## [Data]
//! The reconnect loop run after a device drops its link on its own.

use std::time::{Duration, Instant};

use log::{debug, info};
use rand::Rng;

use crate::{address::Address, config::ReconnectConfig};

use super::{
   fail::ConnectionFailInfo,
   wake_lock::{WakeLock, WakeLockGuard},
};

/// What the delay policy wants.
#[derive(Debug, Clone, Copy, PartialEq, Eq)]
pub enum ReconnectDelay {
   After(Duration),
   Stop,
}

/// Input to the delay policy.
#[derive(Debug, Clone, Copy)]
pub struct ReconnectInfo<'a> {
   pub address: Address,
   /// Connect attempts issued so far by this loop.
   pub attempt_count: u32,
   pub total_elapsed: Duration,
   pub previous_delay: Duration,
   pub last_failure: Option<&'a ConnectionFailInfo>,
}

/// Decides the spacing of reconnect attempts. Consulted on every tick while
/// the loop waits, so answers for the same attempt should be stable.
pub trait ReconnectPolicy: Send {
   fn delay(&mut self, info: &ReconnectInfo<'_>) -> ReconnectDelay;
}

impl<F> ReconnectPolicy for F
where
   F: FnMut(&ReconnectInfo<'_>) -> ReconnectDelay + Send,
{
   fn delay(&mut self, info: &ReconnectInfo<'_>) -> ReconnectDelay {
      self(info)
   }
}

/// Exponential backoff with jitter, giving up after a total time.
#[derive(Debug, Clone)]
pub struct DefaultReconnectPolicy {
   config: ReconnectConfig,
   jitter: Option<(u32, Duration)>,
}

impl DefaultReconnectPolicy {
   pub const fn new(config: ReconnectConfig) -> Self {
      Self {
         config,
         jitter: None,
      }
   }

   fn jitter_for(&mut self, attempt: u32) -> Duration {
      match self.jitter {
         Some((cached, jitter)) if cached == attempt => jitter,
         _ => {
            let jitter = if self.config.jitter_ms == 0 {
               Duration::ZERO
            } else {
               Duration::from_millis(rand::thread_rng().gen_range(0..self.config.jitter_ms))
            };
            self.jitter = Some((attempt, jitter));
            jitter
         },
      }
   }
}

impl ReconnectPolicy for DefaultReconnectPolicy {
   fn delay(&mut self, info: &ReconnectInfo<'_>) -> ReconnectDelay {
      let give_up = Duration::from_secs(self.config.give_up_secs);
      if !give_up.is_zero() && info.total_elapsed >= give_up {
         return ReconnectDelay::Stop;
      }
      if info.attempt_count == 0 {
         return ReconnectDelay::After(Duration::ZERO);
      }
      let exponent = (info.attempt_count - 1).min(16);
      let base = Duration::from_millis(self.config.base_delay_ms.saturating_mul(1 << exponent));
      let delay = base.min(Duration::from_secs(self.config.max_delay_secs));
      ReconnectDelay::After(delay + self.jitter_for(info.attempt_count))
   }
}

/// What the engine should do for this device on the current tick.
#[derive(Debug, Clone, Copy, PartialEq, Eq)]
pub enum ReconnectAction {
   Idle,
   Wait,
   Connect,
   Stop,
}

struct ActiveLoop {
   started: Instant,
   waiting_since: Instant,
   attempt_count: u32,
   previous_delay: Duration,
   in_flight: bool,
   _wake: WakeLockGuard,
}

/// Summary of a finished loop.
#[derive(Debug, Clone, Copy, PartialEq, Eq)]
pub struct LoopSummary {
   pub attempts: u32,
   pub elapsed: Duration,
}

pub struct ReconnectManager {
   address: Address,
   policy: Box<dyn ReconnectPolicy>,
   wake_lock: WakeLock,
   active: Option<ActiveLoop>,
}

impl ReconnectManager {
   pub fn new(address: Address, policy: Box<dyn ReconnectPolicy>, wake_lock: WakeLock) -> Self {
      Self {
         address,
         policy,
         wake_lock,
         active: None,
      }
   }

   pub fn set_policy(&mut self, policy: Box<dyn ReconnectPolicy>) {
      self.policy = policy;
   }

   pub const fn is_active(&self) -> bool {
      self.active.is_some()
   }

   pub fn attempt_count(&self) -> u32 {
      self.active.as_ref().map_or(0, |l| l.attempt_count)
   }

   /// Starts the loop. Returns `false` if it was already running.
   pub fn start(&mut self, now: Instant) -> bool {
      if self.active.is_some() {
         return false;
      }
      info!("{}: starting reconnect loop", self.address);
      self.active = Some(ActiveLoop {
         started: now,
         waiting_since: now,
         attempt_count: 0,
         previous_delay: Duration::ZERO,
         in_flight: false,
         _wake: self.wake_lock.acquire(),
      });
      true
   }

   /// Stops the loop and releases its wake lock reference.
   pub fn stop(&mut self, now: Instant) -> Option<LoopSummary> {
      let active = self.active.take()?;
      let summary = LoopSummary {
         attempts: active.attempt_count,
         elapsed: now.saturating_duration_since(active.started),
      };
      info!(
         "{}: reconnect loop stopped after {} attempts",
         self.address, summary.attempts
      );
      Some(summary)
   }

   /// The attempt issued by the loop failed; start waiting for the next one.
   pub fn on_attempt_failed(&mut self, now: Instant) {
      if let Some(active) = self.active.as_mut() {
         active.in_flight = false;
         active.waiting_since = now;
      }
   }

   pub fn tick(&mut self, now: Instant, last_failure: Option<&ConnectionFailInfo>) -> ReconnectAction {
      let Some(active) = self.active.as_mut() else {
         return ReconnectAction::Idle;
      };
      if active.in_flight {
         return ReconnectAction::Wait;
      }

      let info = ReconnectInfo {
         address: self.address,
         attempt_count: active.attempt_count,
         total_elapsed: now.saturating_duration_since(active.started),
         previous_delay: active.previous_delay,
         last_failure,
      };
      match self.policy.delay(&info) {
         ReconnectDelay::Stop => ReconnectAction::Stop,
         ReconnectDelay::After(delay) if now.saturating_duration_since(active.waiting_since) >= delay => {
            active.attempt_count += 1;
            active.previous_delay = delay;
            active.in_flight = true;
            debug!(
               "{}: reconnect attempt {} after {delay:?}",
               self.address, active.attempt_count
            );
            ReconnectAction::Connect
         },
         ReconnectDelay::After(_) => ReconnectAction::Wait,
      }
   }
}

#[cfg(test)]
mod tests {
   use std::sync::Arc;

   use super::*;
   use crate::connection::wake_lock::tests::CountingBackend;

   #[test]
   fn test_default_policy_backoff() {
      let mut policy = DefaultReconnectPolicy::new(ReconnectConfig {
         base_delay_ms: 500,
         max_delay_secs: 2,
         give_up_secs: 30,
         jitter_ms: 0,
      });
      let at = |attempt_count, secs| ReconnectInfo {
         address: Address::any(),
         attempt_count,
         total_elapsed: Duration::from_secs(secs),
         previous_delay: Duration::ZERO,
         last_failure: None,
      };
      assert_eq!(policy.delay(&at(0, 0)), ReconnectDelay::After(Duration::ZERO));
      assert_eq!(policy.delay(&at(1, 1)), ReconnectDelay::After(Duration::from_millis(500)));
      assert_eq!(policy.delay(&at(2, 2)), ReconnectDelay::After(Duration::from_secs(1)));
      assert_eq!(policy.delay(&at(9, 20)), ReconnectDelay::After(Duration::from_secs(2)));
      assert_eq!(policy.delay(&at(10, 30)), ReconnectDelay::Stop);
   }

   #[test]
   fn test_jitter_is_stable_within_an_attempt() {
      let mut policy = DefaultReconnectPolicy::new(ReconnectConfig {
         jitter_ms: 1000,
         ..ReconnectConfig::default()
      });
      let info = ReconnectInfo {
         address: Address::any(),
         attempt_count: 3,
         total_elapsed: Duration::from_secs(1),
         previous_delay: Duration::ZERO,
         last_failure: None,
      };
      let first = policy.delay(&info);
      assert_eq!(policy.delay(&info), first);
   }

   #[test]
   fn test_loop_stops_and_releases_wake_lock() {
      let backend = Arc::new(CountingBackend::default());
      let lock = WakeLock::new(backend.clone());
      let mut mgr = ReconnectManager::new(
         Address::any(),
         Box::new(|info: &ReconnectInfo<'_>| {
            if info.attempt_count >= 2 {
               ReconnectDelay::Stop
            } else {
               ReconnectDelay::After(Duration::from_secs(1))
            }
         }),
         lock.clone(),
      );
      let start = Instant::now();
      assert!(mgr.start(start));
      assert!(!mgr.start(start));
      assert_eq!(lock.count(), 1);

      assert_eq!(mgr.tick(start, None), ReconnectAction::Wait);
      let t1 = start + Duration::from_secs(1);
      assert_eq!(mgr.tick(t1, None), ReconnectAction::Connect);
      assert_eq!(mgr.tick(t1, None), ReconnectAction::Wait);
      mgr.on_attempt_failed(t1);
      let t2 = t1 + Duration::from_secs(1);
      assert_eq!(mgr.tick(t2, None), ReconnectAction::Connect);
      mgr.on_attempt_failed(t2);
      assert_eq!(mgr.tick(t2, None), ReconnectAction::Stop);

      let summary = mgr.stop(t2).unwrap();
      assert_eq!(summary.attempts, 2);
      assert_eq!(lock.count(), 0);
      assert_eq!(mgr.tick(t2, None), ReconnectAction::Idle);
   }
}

...

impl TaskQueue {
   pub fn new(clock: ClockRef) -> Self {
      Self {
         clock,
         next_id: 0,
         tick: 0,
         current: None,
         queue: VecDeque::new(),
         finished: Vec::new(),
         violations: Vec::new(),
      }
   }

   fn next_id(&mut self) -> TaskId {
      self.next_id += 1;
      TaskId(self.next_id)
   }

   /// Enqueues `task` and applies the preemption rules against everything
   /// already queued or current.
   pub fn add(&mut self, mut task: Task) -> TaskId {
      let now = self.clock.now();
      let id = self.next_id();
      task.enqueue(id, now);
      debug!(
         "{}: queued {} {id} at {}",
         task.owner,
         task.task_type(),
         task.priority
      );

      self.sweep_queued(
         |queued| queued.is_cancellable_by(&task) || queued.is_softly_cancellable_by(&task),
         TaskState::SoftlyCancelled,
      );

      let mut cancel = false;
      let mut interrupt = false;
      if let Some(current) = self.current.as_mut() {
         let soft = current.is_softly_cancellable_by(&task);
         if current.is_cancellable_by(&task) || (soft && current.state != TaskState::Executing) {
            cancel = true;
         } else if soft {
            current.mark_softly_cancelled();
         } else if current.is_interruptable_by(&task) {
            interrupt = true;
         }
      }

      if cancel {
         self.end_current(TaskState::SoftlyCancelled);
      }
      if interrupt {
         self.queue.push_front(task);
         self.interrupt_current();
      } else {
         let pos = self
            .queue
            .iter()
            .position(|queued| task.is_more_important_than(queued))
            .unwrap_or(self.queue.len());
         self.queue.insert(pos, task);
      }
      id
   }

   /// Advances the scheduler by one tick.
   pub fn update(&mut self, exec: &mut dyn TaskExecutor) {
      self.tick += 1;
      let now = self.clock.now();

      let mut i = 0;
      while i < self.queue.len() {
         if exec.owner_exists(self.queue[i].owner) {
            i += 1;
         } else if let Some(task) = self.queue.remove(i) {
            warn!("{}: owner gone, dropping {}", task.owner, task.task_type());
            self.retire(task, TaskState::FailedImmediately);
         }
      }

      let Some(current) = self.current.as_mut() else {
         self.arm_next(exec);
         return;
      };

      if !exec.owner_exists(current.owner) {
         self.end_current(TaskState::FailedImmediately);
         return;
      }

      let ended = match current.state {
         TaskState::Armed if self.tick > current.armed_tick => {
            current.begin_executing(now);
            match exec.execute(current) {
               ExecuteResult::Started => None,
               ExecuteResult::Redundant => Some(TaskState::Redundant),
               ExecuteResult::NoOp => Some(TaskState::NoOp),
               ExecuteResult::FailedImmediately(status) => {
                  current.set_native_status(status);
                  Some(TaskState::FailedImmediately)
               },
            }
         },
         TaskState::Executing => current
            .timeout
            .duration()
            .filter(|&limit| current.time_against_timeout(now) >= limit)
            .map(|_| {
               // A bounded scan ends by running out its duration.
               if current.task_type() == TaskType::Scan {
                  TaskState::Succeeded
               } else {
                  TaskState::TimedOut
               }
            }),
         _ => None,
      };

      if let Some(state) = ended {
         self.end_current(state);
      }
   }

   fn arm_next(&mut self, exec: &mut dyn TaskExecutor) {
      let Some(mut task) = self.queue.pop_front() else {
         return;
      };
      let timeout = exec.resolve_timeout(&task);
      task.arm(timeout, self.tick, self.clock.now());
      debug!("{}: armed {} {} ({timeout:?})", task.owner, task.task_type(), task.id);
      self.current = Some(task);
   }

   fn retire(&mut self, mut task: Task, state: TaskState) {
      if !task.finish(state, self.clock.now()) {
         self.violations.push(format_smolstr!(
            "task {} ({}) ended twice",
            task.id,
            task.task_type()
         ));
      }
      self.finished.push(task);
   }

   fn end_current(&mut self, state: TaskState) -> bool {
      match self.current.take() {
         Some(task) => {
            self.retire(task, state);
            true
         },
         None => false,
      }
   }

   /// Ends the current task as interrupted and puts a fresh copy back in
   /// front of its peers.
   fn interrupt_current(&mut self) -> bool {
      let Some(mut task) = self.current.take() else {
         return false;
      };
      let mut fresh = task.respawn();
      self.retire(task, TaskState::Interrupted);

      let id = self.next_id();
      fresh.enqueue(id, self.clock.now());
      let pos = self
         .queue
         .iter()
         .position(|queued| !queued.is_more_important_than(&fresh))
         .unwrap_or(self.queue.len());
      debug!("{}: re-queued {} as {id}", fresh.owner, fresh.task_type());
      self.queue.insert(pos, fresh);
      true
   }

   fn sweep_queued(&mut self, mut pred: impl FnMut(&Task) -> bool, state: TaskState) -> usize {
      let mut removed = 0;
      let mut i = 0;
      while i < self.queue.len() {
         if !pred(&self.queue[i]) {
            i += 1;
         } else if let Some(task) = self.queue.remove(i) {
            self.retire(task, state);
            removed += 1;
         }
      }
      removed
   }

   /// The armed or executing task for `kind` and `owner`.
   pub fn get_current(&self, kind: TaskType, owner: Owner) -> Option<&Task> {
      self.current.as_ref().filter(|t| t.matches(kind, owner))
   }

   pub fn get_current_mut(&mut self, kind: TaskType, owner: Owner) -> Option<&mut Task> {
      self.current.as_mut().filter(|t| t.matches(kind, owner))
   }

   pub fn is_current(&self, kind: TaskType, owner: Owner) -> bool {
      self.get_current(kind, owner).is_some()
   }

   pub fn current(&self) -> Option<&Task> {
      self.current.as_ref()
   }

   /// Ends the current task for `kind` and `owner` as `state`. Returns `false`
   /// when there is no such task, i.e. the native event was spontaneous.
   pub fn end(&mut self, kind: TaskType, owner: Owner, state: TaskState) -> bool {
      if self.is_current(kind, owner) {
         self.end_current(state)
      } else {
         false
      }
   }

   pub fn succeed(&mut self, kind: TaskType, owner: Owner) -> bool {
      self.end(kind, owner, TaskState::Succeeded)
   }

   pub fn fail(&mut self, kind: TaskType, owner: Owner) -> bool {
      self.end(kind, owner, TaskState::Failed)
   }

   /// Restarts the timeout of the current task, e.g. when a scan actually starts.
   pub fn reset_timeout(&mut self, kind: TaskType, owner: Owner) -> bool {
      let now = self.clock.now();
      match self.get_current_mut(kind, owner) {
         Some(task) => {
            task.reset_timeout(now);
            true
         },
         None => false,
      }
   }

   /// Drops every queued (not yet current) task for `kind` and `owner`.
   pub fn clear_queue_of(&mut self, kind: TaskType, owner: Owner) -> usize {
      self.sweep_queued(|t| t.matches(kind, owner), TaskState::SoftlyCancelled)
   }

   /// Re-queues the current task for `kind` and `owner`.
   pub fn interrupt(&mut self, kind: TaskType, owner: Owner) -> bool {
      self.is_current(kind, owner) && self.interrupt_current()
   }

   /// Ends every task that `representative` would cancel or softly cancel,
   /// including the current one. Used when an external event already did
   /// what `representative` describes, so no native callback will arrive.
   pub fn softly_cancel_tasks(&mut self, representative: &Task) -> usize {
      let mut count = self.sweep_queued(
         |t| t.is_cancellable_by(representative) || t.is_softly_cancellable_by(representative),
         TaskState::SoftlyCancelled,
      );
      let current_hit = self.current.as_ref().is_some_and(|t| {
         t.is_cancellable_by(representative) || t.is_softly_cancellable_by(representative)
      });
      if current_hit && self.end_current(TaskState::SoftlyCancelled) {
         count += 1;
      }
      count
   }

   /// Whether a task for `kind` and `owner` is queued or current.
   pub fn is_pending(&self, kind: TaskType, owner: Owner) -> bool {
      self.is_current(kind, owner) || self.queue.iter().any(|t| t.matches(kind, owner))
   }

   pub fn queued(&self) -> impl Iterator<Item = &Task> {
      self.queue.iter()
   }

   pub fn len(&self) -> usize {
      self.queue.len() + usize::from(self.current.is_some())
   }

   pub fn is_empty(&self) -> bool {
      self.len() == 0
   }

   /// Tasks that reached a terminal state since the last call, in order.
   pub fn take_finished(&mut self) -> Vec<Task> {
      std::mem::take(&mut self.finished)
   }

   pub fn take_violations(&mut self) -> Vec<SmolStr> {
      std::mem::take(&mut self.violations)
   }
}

## [Assignment]
Return only the lines between the one holding "on its own." and the one holding "the delay policy.", inclusive, exactly as they appear above.

## [The completed task]
//! The reconnect loop run after a device drops its link on its own.

use std::time::{Duration, Instant};

use log::{debug, info};
use rand::Rng;

use crate::{address::Address, config::ReconnectConfig};

use super::{
   fail::ConnectionFailInfo,
   wake_lock::{WakeLock, WakeLockGuard},
};

/// What the delay policy wants.
#[derive(Debug, Clone, Copy, PartialEq, Eq)]
pub enum ReconnectDelay {
   After(Duration),
   Stop,
}

/// Input to the delay policy.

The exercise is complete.